Extracted data entries:
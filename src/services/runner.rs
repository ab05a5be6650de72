//! Run orchestration: checkpoint (merge) runs, decay runs, and the
//! outward-facing touch/view operations.
//!
//! Checkpoint and decay are independent short-lived invocations that may
//! overlap; they only meet at the per-entity locks in the store. Either
//! can be aborted between entities without corruption — every persisted
//! entity is a complete state as of some finished step.

use chrono::{DateTime, NaiveDate, Utc};
use serde::Serialize;
use tracing::{info, warn};

use crate::config::Config;
use crate::error::{Error, Result};
use crate::models::{CheckpointBatch, Entity, EntityKey, EntityType, Fact};
use crate::services::access::{self, AccessLog, AccessTracker};
use crate::services::decay::{self, Tier, TierConfig};
use crate::services::merge::{MatchRules, MergeEngine, MergeReport};
use crate::services::notes::DailyNotes;
use crate::services::store::EntityStore;
use crate::services::summary;

/// Outcome of a decay run.
#[derive(Debug, Default)]
pub struct DecayReport {
    pub entities_processed: usize,
    /// Facts that made it into a summary (Hot + Warm).
    pub facts_in_summaries: usize,
    /// Facts that received backfilled access metadata (full mode only).
    pub backfilled: usize,
    /// Entities skipped because their fact store was unparseable.
    pub quarantined: Vec<String>,
    /// Entities skipped because another writer held their lock.
    pub busy: Vec<String>,
}

impl std::fmt::Display for DecayReport {
    fn fmt(&self, f: &mut std::fmt::Formatter<'_>) -> std::fmt::Result {
        write!(
            f,
            "{} entities, {} facts in summaries, {} backfilled, {} quarantined, {} busy",
            self.entities_processed,
            self.facts_in_summaries,
            self.backfilled,
            self.quarantined.len(),
            self.busy.len(),
        )
    }
}

/// An entity's tiered, active-only fact view, for external readers.
#[derive(Debug, Serialize)]
pub struct EntityView {
    pub entity: String,
    pub entity_type: EntityType,
    pub created: NaiveDate,
    #[serde(rename = "lastUpdated")]
    pub last_updated: NaiveDate,
    pub facts: Vec<TieredFactView>,
    #[serde(rename = "relatedEntities")]
    pub related_entities: Vec<String>,
}

#[derive(Debug, Serialize)]
pub struct TieredFactView {
    pub tier: Tier,
    #[serde(flatten)]
    pub fact: Fact,
}

/// Wires the store, tracker, notes and tier thresholds into the run
/// entry points the CLI exposes.
pub struct Runner {
    store: EntityStore,
    tracker: AccessTracker,
    notes: DailyNotes,
    tiers: TierConfig,
}

impl Runner {
    pub fn new(
        store: EntityStore,
        tracker: AccessTracker,
        notes: DailyNotes,
        tiers: TierConfig,
    ) -> Self {
        Self {
            store,
            tracker,
            notes,
            tiers,
        }
    }

    pub fn from_config(config: &Config) -> Self {
        let store = EntityStore::new(&config.storage.para_dir).with_lock_timing(
            std::time::Duration::from_millis(config.lock.timeout_ms),
            std::time::Duration::from_millis(config.lock.retry_ms),
        );
        Self::new(
            store,
            AccessTracker::new(&config.storage.cache_dir),
            DailyNotes::new(&config.storage.memory_dir),
            TierConfig::new(
                config.decay.hot_days,
                config.decay.warm_days,
                config.decay.high_freq_threshold,
            ),
        )
    }

    pub fn store(&self) -> &EntityStore {
        &self.store
    }

    /// Run a checkpoint: merge a candidate batch, mirror reheats into the
    /// access log, refresh summaries of modified entities, and append any
    /// daily-note material.
    pub async fn checkpoint(
        &self,
        batch: &CheckpointBatch,
        now: DateTime<Utc>,
    ) -> Result<MergeReport> {
        self.checkpoint_with_rules(batch, now, None).await
    }

    /// Checkpoint with a substituted duplicate/update predicate.
    pub async fn checkpoint_with_rules(
        &self,
        batch: &CheckpointBatch,
        now: DateTime<Utc>,
        rules: Option<Box<dyn MatchRules>>,
    ) -> Result<MergeReport> {
        info!(
            candidates = batch.entity_facts.len(),
            new_entities = batch.new_entities.len(),
            "starting checkpoint run"
        );

        let mut engine = MergeEngine::new(&self.store);
        if let Some(rules) = rules {
            engine = engine.with_rules(rules);
        }
        let report = engine.run(batch, now).await;

        let today = now.date_naive();
        for (key, fact_id) in &report.touched {
            if let Err(e) = self
                .tracker
                .record(&key.id, std::slice::from_ref(fact_id), today)
                .await
            {
                warn!(entity = %key, "failed to update access log: {}", e);
            }
        }

        for key in &report.modified {
            if let Err(e) = self.regenerate_summary(key, today).await {
                warn!(entity = %key, "failed to refresh summary: {}", e);
            }
        }

        if let Some(note) = batch.daily_notes.as_deref().filter(|n| !n.trim().is_empty()) {
            self.notes.append(note, now).await?;
        }

        info!(%report, "checkpoint complete");
        Ok(report)
    }

    /// Run decay across the whole corpus.
    ///
    /// Quick mode regenerates summaries from current tiers with no side
    /// effects on the fact stores. Full mode additionally backfills access
    /// metadata from the access log and audits supersession chains — still
    /// idempotent, still non-destructive.
    pub async fn run_decay(&self, now: DateTime<Utc>, quick: bool) -> Result<DecayReport> {
        let today = now.date_naive();
        info!(
            quick,
            hot_days = self.tiers.hot_days,
            warm_days = self.tiers.warm_days,
            high_freq = self.tiers.high_freq_threshold,
            "starting decay run"
        );

        let log = if quick {
            None
        } else {
            Some(self.tracker.load_log().await)
        };

        let mut report = DecayReport::default();
        for key in self.store.list_all().await? {
            match self.decay_entity(&key, today, log.as_ref(), &mut report).await {
                Ok(count) => {
                    report.entities_processed += 1;
                    report.facts_in_summaries += count;
                }
                Err(Error::Busy(k)) => {
                    warn!(entity = %k, "entity busy, retried next run");
                    report.busy.push(k);
                }
                Err(Error::Corrupt { key, reason }) => {
                    warn!(entity = %key, "quarantined corrupt entity: {}", reason);
                    report.quarantined.push(key);
                }
                Err(e) => {
                    warn!(entity = %key, "skipping entity: {}", e);
                    report.quarantined.push(key.to_string());
                }
            }
        }

        info!(%report, "decay run complete");
        Ok(report)
    }

    async fn decay_entity(
        &self,
        key: &EntityKey,
        today: NaiveDate,
        log: Option<&AccessLog>,
        report: &mut DecayReport,
    ) -> Result<usize> {
        // Full mode rewrites fact metadata, so it needs the writer lock;
        // quick mode only replaces the derived summary.
        let entity = match log {
            Some(log) => {
                let _lock = self.store.lock(key).await?;
                let mut entity = self.store.load(key).await?;

                let backfilled = access::backfill(&mut entity, log);
                if backfilled > 0 {
                    report.backfilled += backfilled;
                    self.store.save(key, &entity).await?;
                }

                self.audit(key, &entity);
                entity
            }
            None => self.store.load(key).await?,
        };

        let tiers = decay::partition(&entity.facts, today, &self.tiers);
        let rendered = summary::render_tiered(&entity, &tiers);
        self.store.save_summary(key, &rendered).await?;

        Ok(tiers.hot.len() + tiers.warm.len())
    }

    /// Housekeeping checks: broken supersession chains and entities whose
    /// history dwarfs their active facts.
    fn audit(&self, key: &EntityKey, entity: &Entity) {
        for problem in entity.audit_chains() {
            warn!(entity = %key, "supersession chain problem: {}", problem);
        }

        let active = entity.active_facts().count();
        let superseded = entity.facts.len() - active;
        if superseded > active * 2 {
            info!(entity = %key, active, superseded, "superseded facts dominate this entity");
        }
    }

    /// Reheat a fact on behalf of an external reader.
    pub async fn touch(
        &self,
        key: &EntityKey,
        fact_id: &str,
        now: DateTime<Utc>,
    ) -> Result<Fact> {
        let today = now.date_naive();
        let _lock = self.store.lock(key).await?;
        let mut entity = self.store.load(key).await?;

        let fact = entity
            .fact_mut(fact_id)
            .ok_or_else(|| Error::FactNotFound(format!("{}#{}", key, fact_id)))?;
        access::touch(fact, today);
        let snapshot = fact.clone();

        self.store.save(key, &entity).await?;
        self.tracker
            .record(&key.id, &[fact_id.to_string()], today)
            .await?;

        info!(entity = %key, fact = %fact_id, "fact reheated");
        Ok(snapshot)
    }

    /// Read path for external retrieval collaborators: the entity's
    /// tiered, active-only facts, ordered as the summary orders them.
    pub async fn view(&self, key: &EntityKey, now: DateTime<Utc>) -> Result<EntityView> {
        let today = now.date_naive();
        let entity = self.store.load(key).await?;
        let tiers = decay::partition(&entity.facts, today, &self.tiers);

        let mut hot = tiers.hot;
        summary::sort_hot(&mut hot);
        let mut warm = tiers.warm;
        summary::sort_warm(&mut warm);

        let mut facts = Vec::with_capacity(hot.len() + warm.len() + tiers.cold.len());
        facts.extend(hot.into_iter().map(|fact| TieredFactView {
            tier: Tier::Hot,
            fact,
        }));
        facts.extend(warm.into_iter().map(|fact| TieredFactView {
            tier: Tier::Warm,
            fact,
        }));
        facts.extend(tiers.cold.into_iter().map(|fact| TieredFactView {
            tier: Tier::Cold,
            fact,
        }));

        Ok(EntityView {
            entity: key.to_string(),
            entity_type: entity.entity_type,
            created: entity.created,
            last_updated: entity.last_updated,
            related_entities: entity.related_entities(),
            facts,
        })
    }

    async fn regenerate_summary(&self, key: &EntityKey, today: NaiveDate) -> Result<()> {
        let entity = self.store.load(key).await?;
        let rendered = summary::render(&entity, today, &self.tiers);
        self.store.save_summary(key, &rendered).await
    }
}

EXERCISE GOAL: From the first line of the entries above to the line with "the store. Either", please return every line exactly, keeping both ends.

RESPONSE:
filename src/services/runner.rs
repository ab05a5be6650de72
//! Run orchestration: checkpoint (merge) runs, decay runs, and the
//! outward-facing touch/view operations.
//!
//! Checkpoint and decay are independent short-lived invocations that may
//! overlap; they only meet at the per-entity locks in the store. Either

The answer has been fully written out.